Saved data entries
//! Configuration error types.

/// Configuration error with source location.
#[derive(Debug, Clone, derive_more::Display, derive_more::Error)]
#[display("Configuration Error: {} at line {} in {}", message, line, file)]
pub struct ConfigError {
    /// Error message
    pub message: String,
    /// Line number where the error occurred
    pub line: u32,
    /// File where the error occurred
    pub file: &'static str,
}

impl ConfigError {
    /// Create a new ConfigError with the given message at the current location.
    ///
    /// # Examples
    ///
    /// ```
    /// use reparti_error::ConfigError;
    ///
    /// let err = ConfigError::new("DATABASE_URL is not set");
    /// assert!(err.message.contains("DATABASE_URL"));
    /// ```
    #[track_caller]
    pub fn new(message: impl Into<String>) -> Self {
        let location = std::panic::Location::caller();
        Self {
            message: message.into(),
            line: location.line(),
            file: location.file(),
        }
    }
}
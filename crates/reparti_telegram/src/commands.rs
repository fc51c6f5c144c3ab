//! Command parsing.
//!
//! Commands have the form `/name[@bot] [argument ...]`. Only the first
//! argument is used; it is lower-cased so department names compare
//! case-insensitively.

/// Leading character of every department name.
pub const TAG_MARKER: char = '@';

/// The commands the bot answers to.
#[derive(Debug, Clone, Copy, PartialEq, Eq, Hash, derive_more::Display)]
pub enum CommandKind {
    /// `/crea_reparto @name`
    #[display("crea_reparto")]
    CreateDepartment,
    /// `/aggiungi_membro @name`, sent as a reply
    #[display("aggiungi_membro")]
    AddMember,
    /// `/rimuovi_membro @name`, sent as a reply
    #[display("rimuovi_membro")]
    RemoveMember,
    /// `/lista_reparto @name`
    #[display("lista_reparto")]
    ListMembers,
}

impl CommandKind {
    /// Every command, in menu order.
    pub const ALL: [CommandKind; 4] = [
        CommandKind::CreateDepartment,
        CommandKind::AddMember,
        CommandKind::RemoveMember,
        CommandKind::ListMembers,
    ];

    /// Command name without the leading slash.
    pub fn name(self) -> &'static str {
        match self {
            Self::CreateDepartment => "crea_reparto",
            Self::AddMember => "aggiungi_membro",
            Self::RemoveMember => "rimuovi_membro",
            Self::ListMembers => "lista_reparto",
        }
    }

    /// Look up a command by name, ignoring case.
    pub fn from_name(name: &str) -> Option<Self> {
        Self::ALL
            .into_iter()
            .find(|kind| kind.name().eq_ignore_ascii_case(name))
    }

    /// Whether only chat administrators may run the command.
    pub fn requires_admin(self) -> bool {
        !matches!(self, Self::ListMembers)
    }

    /// Whether the command must be sent as a reply to the target user.
    pub fn requires_reply(self) -> bool {
        matches!(self, Self::AddMember | Self::RemoveMember)
    }

    /// Short description shown in the Telegram command menu.
    pub fn description(self) -> &'static str {
        match self {
            Self::CreateDepartment => "(Admin) Crea un reparto, es: /crea_reparto @aero",
            Self::AddMember => "(Admin) Rispondi a un utente per aggiungerlo a un reparto",
            Self::RemoveMember => "(Admin) Rispondi a un utente per rimuoverlo da un reparto",
            Self::ListMembers => "Elenca i membri di un reparto",
        }
    }
}

/// The department argument of a command.
#[derive(Debug, Clone, PartialEq, Eq)]
pub enum CommandArgument {
    /// First argument, lower-cased.
    Department(String),
    /// No argument was given.
    Missing,
}

impl CommandArgument {
    fn from_args<'a>(mut args: impl Iterator<Item = &'a str>) -> Self {
        match args.next() {
            Some(first) => Self::Department(first.to_lowercase()),
            None => Self::Missing,
        }
    }
}

/// A parsed bot command.
#[derive(Debug, Clone, PartialEq, Eq)]
pub struct ChatCommand {
    kind: CommandKind,
    argument: CommandArgument,
}

impl ChatCommand {
    /// Create a command.
    pub fn new(kind: CommandKind, argument: CommandArgument) -> Self {
        Self { kind, argument }
    }

    /// Which command this is.
    pub fn kind(&self) -> CommandKind {
        self.kind
    }

    /// The department argument.
    pub fn argument(&self) -> &CommandArgument {
        &self.argument
    }

    /// Parse message text into one of the bot's commands.
    ///
    /// Returns `None` for unknown commands and for commands addressed to a
    /// different bot (`/cmd@OtherBot`). When `bot_username` is unknown any
    /// addressee is accepted.
    ///
    /// ```
    /// use reparti_telegram::{ChatCommand, CommandArgument, CommandKind};
    ///
    /// let cmd = ChatCommand::parse("/crea_reparto @AERO extra", None).unwrap();
    /// assert_eq!(cmd.kind(), CommandKind::CreateDepartment);
    /// assert_eq!(cmd.argument(), &CommandArgument::Department("@aero".into()));
    /// ```
    pub fn parse(text: &str, bot_username: Option<&str>) -> Option<Self> {
        let mut tokens = text.split_whitespace();
        let head = tokens.next()?.strip_prefix('/')?;

        let (name, addressee) = match head.split_once('@') {
            Some((name, addressee)) => (name, Some(addressee)),
            None => (head, None),
        };

        if let (Some(addressee), Some(username)) = (addressee, bot_username) {
            if !addressee.eq_ignore_ascii_case(username) {
                return None;
            }
        }

        let kind = CommandKind::from_name(name)?;
        Some(Self::new(kind, CommandArgument::from_args(tokens)))
    }
}

/// Whether text starts with a bot command (`/` followed by a name).
pub fn is_command(text: &str) -> bool {
    text.strip_prefix('/')
        .and_then(|rest| rest.chars().next())
        .is_some_and(|c| !c.is_whitespace())
}
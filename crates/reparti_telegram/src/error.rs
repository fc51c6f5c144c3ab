//! Telegram-specific error types.

use derive_getters::Getters;

/// Telegram error variants.
#[derive(Debug, Clone, PartialEq, Eq, PartialOrd, Ord, Hash, derive_more::Display)]
pub enum TelegramErrorKind {
    /// Message failed to send.
    #[display("Message send failed: {_0}")]
    MessageSendFailed(String),

    /// The administrator list of a chat could not be fetched.
    #[display("Administrator lookup failed: {_0}")]
    AdministratorLookup(String),
}

/// Telegram error with source location tracking.
#[derive(Debug, Clone, derive_more::Display, derive_more::Error, Getters)]
#[display("Telegram Error: {} at line {} in {}", kind, line, file)]
pub struct TelegramError {
    kind: TelegramErrorKind,
    line: u32,
    #[getter(skip)]
    file: &'static str,
}

impl TelegramError {
    /// Get field `file` from instance of `TelegramError`.
    pub fn file(&self) -> &'static str {
        self.file
    }

    /// Create a new TelegramError with automatic location tracking.
    ///
    /// # Example
    /// ```
    /// use reparti_telegram::{TelegramError, TelegramErrorKind};
    ///
    /// let err = TelegramError::new(TelegramErrorKind::MessageSendFailed("Unauthorized".into()));
    /// assert!(err.to_string().contains("Unauthorized"));
    /// ```
    #[track_caller]
    pub fn new(kind: TelegramErrorKind) -> Self {
        let location = std::panic::Location::caller();
        Self {
            kind,
            line: location.line(),
            file: location.file(),
        }
    }
}

/// Result type for Telegram operations.
pub type TelegramResult<T> = Result<T, TelegramError>;

#[cfg(test)]
mod tests {
    use super::*;

    #[test]
    fn display_names_the_failed_request() {
        let err = TelegramError::new(TelegramErrorKind::AdministratorLookup(
            "Bad Request: chat not found".into(),
        ));
        let text = err.to_string();
        assert!(text.starts_with("Telegram Error: Administrator lookup failed"));
        assert!(text.contains("chat not found"));
        assert!(err.file().ends_with("error.rs"));
    }
}
//! Top-level error wrapper types.

use crate::ConfigError;
#[cfg(feature = "database")]
use crate::DatabaseError;

/// Every error the reparti crates can surface to the binary.
///
/// # Examples
///
/// ```
/// use reparti_error::{ConfigError, RepartiError};
///
/// let err: RepartiError = ConfigError::new("missing token").into();
/// assert!(format!("{}", err).contains("Configuration Error"));
/// ```
#[derive(Debug, derive_more::From, derive_more::Display, derive_more::Error)]
pub enum RepartiErrorKind {
    /// Configuration error
    #[from(ConfigError)]
    Config(ConfigError),
    /// Database error
    #[cfg(feature = "database")]
    #[from(DatabaseError)]
    Database(DatabaseError),
}

/// Reparti error with kind discrimination.
#[derive(Debug, derive_more::Display, derive_more::Error)]
#[display("Reparti Error: {}", _0)]
pub struct RepartiError(Box<RepartiErrorKind>);

impl RepartiError {
    /// Create a new error from a kind.
    pub fn new(kind: RepartiErrorKind) -> Self {
        Self(Box::new(kind))
    }

    /// Get the error kind.
    pub fn kind(&self) -> &RepartiErrorKind {
        &self.0
    }
}

impl<T> From<T> for RepartiError
where
    T: Into<RepartiErrorKind>,
{
    fn from(err: T) -> Self {
        Self::new(err.into())
    }
}

/// Result type for reparti operations.
pub type RepartiResult<T> = std::result::Result<T, RepartiError>;
//! Authorization for administrative commands.

use tracing::{error, instrument};

use crate::message::{ChatKind, MessageMeta};
use crate::platform::{ChatPlatform, ReplyFormat};
use crate::replies;

/// Outcome of an authorization check.
#[derive(Debug, Clone, Copy, PartialEq, Eq)]
pub enum Authorization {
    /// The sender may run administrative commands.
    Granted,
    /// The sender is not an administrator of the chat.
    Denied,
    /// The administrator list could not be fetched. The sender has already
    /// been told to make the bot an administrator and is treated as denied.
    Unverifiable,
}

/// Decide whether the sender of `meta` may run administrative commands.
///
/// Private chats are always authorized. In groups the sender must appear in
/// the live administrator list. A failed lookup counts as unauthorized and
/// posts a diagnostic reply.
#[instrument(skip(platform, meta), fields(chat_id = meta.chat_id()))]
pub async fn check_admin(platform: &dyn ChatPlatform, meta: &MessageMeta) -> Authorization {
    if *meta.chat_kind() == ChatKind::Private {
        return Authorization::Granted;
    }

    let Some(sender) = meta.sender() else {
        return Authorization::Denied;
    };

    match platform.chat_administrators(*meta.chat_id()).await {
        Ok(admins) if admins.contains(sender.user_id()) => Authorization::Granted,
        Ok(_) => Authorization::Denied,
        Err(e) => {
            error!(error = %e, "Failed to check administrator permissions");
            if let Err(e) = platform
                .reply(meta, replies::CANNOT_VERIFY_PERMISSIONS, ReplyFormat::Plain)
                .await
            {
                error!(error = %e, "Failed to send permission diagnostic");
            }
            Authorization::Unverifiable
        }
    }
}
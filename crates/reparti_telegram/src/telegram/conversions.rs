//! Conversions from teloxide types to the bot's message model.

use teloxide::types::{Message, User, UserId};

use crate::commands::{ChatCommand, is_command};
use crate::message::{ChatKind, ChatUser, IncomingMessage, MessageMeta};

/// Convert a Telegram user id (u64) to a database id (i64).
///
/// Telegram user ids fit in 52 bits, PostgreSQL stores them as signed bigints.
pub fn to_db_id(id: UserId) -> i64 {
    id.0 as i64
}

/// The bot's view of a Telegram user.
pub fn chat_user(user: &User) -> ChatUser {
    ChatUser::new(to_db_id(user.id), user.full_name())
}

/// Classify a Telegram message.
///
/// Returns `None` for messages without text (media, service messages) and
/// for commands that are not the bot's own.
pub fn incoming_message(msg: &Message, bot_username: Option<&str>) -> Option<IncomingMessage> {
    let text = msg.text()?;

    let chat_kind = if msg.chat.is_private() {
        ChatKind::Private
    } else {
        ChatKind::Group
    };
    let meta = MessageMeta::new(
        msg.chat.id.0,
        chat_kind,
        msg.id.0,
        msg.from.as_ref().map(chat_user),
    );

    if !is_command(text) {
        return Some(IncomingMessage::Text {
            meta,
            text: text.to_string(),
        });
    }

    let command = ChatCommand::parse(text, bot_username)?;
    let reply_to = msg
        .reply_to_message()
        .and_then(|replied| replied.from.as_ref())
        .map(chat_user);

    Some(IncomingMessage::Command {
        meta,
        command,
        reply_to,
    })
}
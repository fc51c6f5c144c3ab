//! Schema management.

use crate::DatabaseResult;
use diesel::pg::PgConnection;
use diesel_migrations::{EmbeddedMigrations, MigrationHarness, embed_migrations};
use reparti_error::{DatabaseError, DatabaseErrorKind};
use tracing::{info, instrument};

const MIGRATIONS: EmbeddedMigrations = embed_migrations!("migrations");

/// Ensure the `reparti` and `membri` tables exist.
///
/// Runs the embedded migrations. The migration itself uses
/// `CREATE TABLE IF NOT EXISTS`, so tables created by an earlier deployment
/// are adopted as they are. Calling this repeatedly is a no-op.
#[instrument(skip(conn))]
pub fn ensure_schema(conn: &mut PgConnection) -> DatabaseResult<()> {
    let applied = conn
        .run_pending_migrations(MIGRATIONS)
        .map_err(|e| DatabaseError::new(DatabaseErrorKind::Migration(e.to_string())))?;

    info!(applied = applied.len(), "Database tables verified");
    Ok(())
}
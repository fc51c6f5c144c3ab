//! Logging setup.

use tracing_subscriber::{EnvFilter, Layer, layer::SubscriberExt, util::SubscriberInitExt};

/// Configuration for structured logging.
#[derive(Debug, Clone)]
pub struct ObservabilityConfig {
    /// Log level filter used when `RUST_LOG` is not set (e.g., "info", "debug")
    pub log_level: String,
    /// Enable JSON-formatted logs
    pub json_logs: bool,
}

impl ObservabilityConfig {
    /// Create a configuration with the given default level.
    pub fn new(log_level: impl Into<String>) -> Self {
        Self {
            log_level: log_level.into(),
            json_logs: false,
        }
    }

    /// Enable JSON-formatted logs.
    pub fn with_json_logs(mut self, enabled: bool) -> Self {
        self.json_logs = enabled;
        self
    }
}

impl Default for ObservabilityConfig {
    fn default() -> Self {
        Self::new("info")
    }
}

/// Install the global tracing subscriber.
///
/// `RUST_LOG` takes precedence over `config.log_level`.
pub fn init_observability(config: ObservabilityConfig) -> Result<(), Box<dyn std::error::Error>> {
    let env_filter =
        EnvFilter::try_from_default_env().or_else(|_| EnvFilter::try_new(&config.log_level))?;

    let fmt_layer = if config.json_logs {
        tracing_subscriber::fmt::layer()
            .json()
            .with_target(true)
            .with_level(true)
            .boxed()
    } else {
        tracing_subscriber::fmt::layer()
            .with_target(true)
            .with_level(true)
            .boxed()
    };

    tracing_subscriber::registry()
        .with(env_filter)
        .with(fmt_layer)
        .try_init()?;

    Ok(())
}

• [Description of the task]: Please give an exact copy of the lines above, beginning with the line containing "ChatUser::new(to_db_id(user.id), user.full_name())" and running through the line containing "the bot's own.", and of no other lines.

• [Problem solution]:
    ChatUser::new(to_db_id(user.id), user.full_name())
}

/// Classify a Telegram message.
///
/// Returns `None` for messages without text (media, service messages) and
/// for commands that are not the bot's own.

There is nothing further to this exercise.